◆ Work order: Look below for the line holding "self.ledger = Some(ledger);" and the line holding "pub fn installer(mut". Repeat those two and everything between, exactly.

--------------------

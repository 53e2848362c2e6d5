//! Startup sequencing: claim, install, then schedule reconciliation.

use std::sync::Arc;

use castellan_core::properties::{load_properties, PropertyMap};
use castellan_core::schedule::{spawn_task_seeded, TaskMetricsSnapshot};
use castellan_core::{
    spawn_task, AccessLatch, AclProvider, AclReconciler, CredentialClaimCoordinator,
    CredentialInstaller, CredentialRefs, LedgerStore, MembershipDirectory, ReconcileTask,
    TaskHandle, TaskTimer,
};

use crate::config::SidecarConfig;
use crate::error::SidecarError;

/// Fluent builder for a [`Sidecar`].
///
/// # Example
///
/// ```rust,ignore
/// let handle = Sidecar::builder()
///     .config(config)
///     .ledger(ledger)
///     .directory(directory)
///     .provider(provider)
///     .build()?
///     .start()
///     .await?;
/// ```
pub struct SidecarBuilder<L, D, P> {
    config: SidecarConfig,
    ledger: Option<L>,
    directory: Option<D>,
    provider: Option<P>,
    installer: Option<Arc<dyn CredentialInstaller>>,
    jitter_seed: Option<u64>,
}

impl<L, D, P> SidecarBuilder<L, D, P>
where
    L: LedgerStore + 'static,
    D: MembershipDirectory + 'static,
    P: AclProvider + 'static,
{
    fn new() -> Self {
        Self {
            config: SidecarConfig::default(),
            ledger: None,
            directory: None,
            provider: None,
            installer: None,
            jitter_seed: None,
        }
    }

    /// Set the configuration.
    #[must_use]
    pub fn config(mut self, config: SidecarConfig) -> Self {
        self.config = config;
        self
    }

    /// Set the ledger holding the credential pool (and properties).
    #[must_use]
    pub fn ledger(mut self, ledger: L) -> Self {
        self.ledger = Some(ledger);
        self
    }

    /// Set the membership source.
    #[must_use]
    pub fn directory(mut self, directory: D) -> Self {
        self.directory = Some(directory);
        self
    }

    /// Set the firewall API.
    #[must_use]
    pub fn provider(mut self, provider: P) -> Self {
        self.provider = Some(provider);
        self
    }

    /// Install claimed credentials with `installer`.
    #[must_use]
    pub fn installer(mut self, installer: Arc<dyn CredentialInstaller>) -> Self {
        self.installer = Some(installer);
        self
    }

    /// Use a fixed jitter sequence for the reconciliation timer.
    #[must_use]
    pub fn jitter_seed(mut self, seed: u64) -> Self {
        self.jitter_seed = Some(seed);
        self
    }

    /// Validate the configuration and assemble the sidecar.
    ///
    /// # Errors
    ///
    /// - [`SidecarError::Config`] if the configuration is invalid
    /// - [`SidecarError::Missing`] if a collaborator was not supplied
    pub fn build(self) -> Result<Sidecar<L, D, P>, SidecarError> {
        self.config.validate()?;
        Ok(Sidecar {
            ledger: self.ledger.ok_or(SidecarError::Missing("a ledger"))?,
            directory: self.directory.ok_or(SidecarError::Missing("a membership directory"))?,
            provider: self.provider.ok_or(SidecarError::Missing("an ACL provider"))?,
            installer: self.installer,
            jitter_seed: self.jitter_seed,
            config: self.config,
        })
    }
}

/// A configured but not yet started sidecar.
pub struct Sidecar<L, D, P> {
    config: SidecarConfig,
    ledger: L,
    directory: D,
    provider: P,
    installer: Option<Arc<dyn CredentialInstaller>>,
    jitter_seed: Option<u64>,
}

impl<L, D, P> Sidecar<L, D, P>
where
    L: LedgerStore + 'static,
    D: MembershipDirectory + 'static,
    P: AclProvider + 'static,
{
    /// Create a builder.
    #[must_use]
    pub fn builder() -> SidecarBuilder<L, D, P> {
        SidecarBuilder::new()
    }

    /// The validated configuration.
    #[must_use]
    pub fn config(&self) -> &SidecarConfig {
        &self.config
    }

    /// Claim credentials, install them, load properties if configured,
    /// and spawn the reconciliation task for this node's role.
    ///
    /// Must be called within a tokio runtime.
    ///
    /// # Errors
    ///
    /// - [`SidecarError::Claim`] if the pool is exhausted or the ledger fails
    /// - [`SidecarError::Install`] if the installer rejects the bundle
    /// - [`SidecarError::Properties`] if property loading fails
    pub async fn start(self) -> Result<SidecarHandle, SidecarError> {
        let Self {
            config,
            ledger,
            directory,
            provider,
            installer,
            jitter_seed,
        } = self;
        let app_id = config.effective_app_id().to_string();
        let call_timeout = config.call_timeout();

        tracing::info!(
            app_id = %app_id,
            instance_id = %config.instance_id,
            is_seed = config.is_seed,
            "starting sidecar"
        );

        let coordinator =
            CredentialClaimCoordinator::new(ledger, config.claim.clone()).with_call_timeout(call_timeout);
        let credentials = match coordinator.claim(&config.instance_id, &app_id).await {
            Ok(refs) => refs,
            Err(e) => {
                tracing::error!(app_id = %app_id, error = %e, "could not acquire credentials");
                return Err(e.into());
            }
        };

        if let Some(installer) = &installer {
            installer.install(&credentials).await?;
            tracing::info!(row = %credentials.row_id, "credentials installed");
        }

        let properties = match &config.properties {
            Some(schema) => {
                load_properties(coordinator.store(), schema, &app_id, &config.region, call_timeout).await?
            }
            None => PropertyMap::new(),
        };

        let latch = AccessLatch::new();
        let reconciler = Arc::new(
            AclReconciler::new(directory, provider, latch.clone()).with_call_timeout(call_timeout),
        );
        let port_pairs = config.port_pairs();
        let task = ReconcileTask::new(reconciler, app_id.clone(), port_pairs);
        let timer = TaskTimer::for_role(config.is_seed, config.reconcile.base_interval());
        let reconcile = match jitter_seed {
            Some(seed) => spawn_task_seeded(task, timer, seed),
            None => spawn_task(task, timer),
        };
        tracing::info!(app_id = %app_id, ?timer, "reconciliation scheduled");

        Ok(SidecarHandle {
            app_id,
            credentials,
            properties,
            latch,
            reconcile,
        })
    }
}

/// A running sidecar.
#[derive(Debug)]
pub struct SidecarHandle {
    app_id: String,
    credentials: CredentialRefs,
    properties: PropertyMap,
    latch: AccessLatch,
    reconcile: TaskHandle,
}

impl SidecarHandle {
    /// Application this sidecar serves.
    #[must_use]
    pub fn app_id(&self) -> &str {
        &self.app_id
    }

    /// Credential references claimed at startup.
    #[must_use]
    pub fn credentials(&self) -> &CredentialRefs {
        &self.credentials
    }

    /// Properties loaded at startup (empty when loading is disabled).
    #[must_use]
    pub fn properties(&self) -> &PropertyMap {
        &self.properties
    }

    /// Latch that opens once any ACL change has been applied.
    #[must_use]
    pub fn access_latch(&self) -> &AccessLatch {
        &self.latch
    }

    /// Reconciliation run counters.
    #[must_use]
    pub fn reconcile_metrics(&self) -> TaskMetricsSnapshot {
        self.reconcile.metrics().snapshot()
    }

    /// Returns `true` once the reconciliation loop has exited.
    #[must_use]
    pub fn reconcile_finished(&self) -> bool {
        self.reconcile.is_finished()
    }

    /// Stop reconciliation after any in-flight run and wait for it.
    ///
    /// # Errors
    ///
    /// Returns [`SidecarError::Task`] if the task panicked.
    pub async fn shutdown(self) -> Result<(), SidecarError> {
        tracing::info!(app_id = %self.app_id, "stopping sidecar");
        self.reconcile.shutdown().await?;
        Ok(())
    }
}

--------------------

◆ Response to the task:
        self.ledger = Some(ledger);
        self
    }

    /// Set the membership source.
    #[must_use]
    pub fn directory(mut self, directory: D) -> Self {
        self.directory = Some(directory);
        self
    }

    /// Set the firewall API.
    #[must_use]
    pub fn provider(mut self, provider: P) -> Self {
        self.provider = Some(provider);
        self
    }

    /// Install claimed credentials with `installer`.
    #[must_use]
    pub fn installer(mut self, installer: Arc<dyn CredentialInstaller>) -> Self {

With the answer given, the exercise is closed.